One late night in Joe’s Adam me, “Hey what are you doing on October 12th?” Nothing I said, except it’s my birthday.” My heart was pounding out of my chest with anticipating. “Great!" He said. "Want to come to an NF concert with me?” I laughed because Christian Rap is not my thing. Take me to Jazz, Opera, or Taylor Swift before Christian Rap. Still, I said, “Ya that sounds awesome!” Very nonchalant, so not to as show that I was too interested. And the night before my birthday I finally called him and made him answer the question I had been dying to know: “ADAM, Is this a date?” He quickly replied, “No, no it’s not.” My hopes that I had held so closely fell to the ground. That night I let go of him in my heart; and realized if we never did end up together that I would still be okay.
In my defense, I wanted it to be a date, but I had invited other friends to go to the concert as well so it wasn’t the right setting for a “first date”.
The next night, on my 21st birthday, we walked a long walk down to North Street Beach pier and asked all the hard questions of life about our families and churches and hurts and pasts and bad and good and ugly. We were honest, we laughed, I dug my hands deep into the pockets of my jacket and stared at the city next to this boy who was an incredible listener and I pinched myself.
Six days later was our “Fall Break,” and I managed my way out of some work shifts so I could go “to see my friend Leah” who happened to live 10 minutes from Adam in Grand Rapids. We walked through apple orchards awkwardly and I asked about birth control. He asked if I wanted to be a stay at home mom. We drank Cider and went to the eye doctor and I called my friend Christy and told her we were going to date. The next day I told him I had free concert tickets to a Ben Rector concert at the Chicago theater and asked if he wanted to go on a first date with me. He said yes.
The concert was a smashing success, and to Adam’s credit he did pick the restaurant we went to before him. We shared hummus and pitas talked about his time in Guatemala and how complex oversees missions are and how we both love business-as-mission and new things.
I grabbed his arm on the way back from the concert and we walked, arm-in-arm, back through the Chicago skyline.

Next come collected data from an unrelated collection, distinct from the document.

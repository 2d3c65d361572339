//! Media resource handles: app-owned file paths vs. resolver-mediated content URIs.

use std::fmt;
use std::path::{Path, PathBuf};

/// A reference to a media resource as handed over by the platform.
///
/// `File` is a filesystem path owned by the app; `Content` is an opaque
/// resolver-mediated handle that must be materialized into an app-private
/// file before repeat access.
#[derive(Clone, Debug, PartialEq, Eq)]
pub enum MediaUri {
    File(PathBuf),
    Content(String),
}

impl MediaUri {
    /// Parse a URI string; anything without a recognized scheme is treated
    /// as a plain file path.
    pub fn parse(s: &str) -> Self {
        if let Some(rest) = s.strip_prefix("file://") {
            MediaUri::File(PathBuf::from(rest))
        } else if s.starts_with("content://") {
            MediaUri::Content(s.to_string())
        } else {
            MediaUri::File(PathBuf::from(s))
        }
    }

    pub fn from_path(path: impl Into<PathBuf>) -> Self {
        MediaUri::File(path.into())
    }

    pub fn is_content(&self) -> bool {
        matches!(self, MediaUri::Content(_))
    }

    pub fn as_path(&self) -> Option<&Path> {
        match self {
            MediaUri::File(p) => Some(p),
            MediaUri::Content(_) => None,
        }
    }

    /// Lowercased filename extension, if one is present.
    pub fn extension(&self) -> Option<String> {
        let segment = self.last_segment()?;
        let (_, ext) = segment.rsplit_once('.')?;
        if ext.is_empty() {
            None
        } else {
            Some(ext.to_ascii_lowercase())
        }
    }

    /// Final path segment of the URI, used as a filename fallback.
    pub fn last_segment(&self) -> Option<String> {
        match self {
            MediaUri::File(p) => p
                .file_name()
                .and_then(|n| n.to_str())
                .map(str::to_string),
            MediaUri::Content(s) => s
                .trim_end_matches('/')
                .rsplit('/')
                .next()
                .filter(|seg| !seg.is_empty())
                .map(str::to_string),
        }
    }
}

impl fmt::Display for MediaUri {
    fn fmt(&self, f: &mut fmt::Formatter<'_>) -> fmt::Result {
        match self {
            MediaUri::File(p) => write!(f, "file://{}", p.display()),
            MediaUri::Content(s) => f.write_str(s),
        }
    }
}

I don’t remember how the next ten days went. We both knew we were supposed to be together. We also knew we had a lot of our own junk to work through. In God’s grace he put people in each of our lives to be there through many a hard conversation. We both thought we might not make it. But we did.
In the next months crush turned to love turned to sacrifice and deep care for the other.
I went home to meet his family.
He told me he loved me.
He came to my home for Christmas and spent Saint Nick’s day with my family.
I told my mom I was going to marry him.
We found a church home at Calvary Memorial in Oak Park.
Friend dinners in my apartment taught us to bask in the goodness of others.
He kissed me on his 21st birthday in March. And he told me he wanted to marry me then too.
We disagreed on small things and learned to compromise.
We started to share coffee to get .50 refills. Sorry Joe’s.
We spent long evenings together in my apartment elevator lounge talking much to late and kissing far too much.
We realized we are incredible type A. Scheduled fun is the best kind.
We found knownness and honesty in each other.
We became each others closest friends.
I broke up with him for twelve hours in May because I was emotional.
He bought a ring and asked my parents.
We found the same dreams, hopes, joys, and Christ in each other.
On August sixth, after a long summer of putting marriage to the side, and not talking about kids or jobs or parenting, we wrote long, long letters, and made tens of lists of goals and philosophies, and we decided to get married. And a week later we decided not to wait.
On the first of September, 2017, on a casual walk through our favorite homes in Oak Park, IL, he pulled me into a church courtyard and asked me to be his wife forever. It felt fake, like he should be asking someone else instead of me. But this is real, this is us, and the Lord is redeeming our pride and making something more beautiful.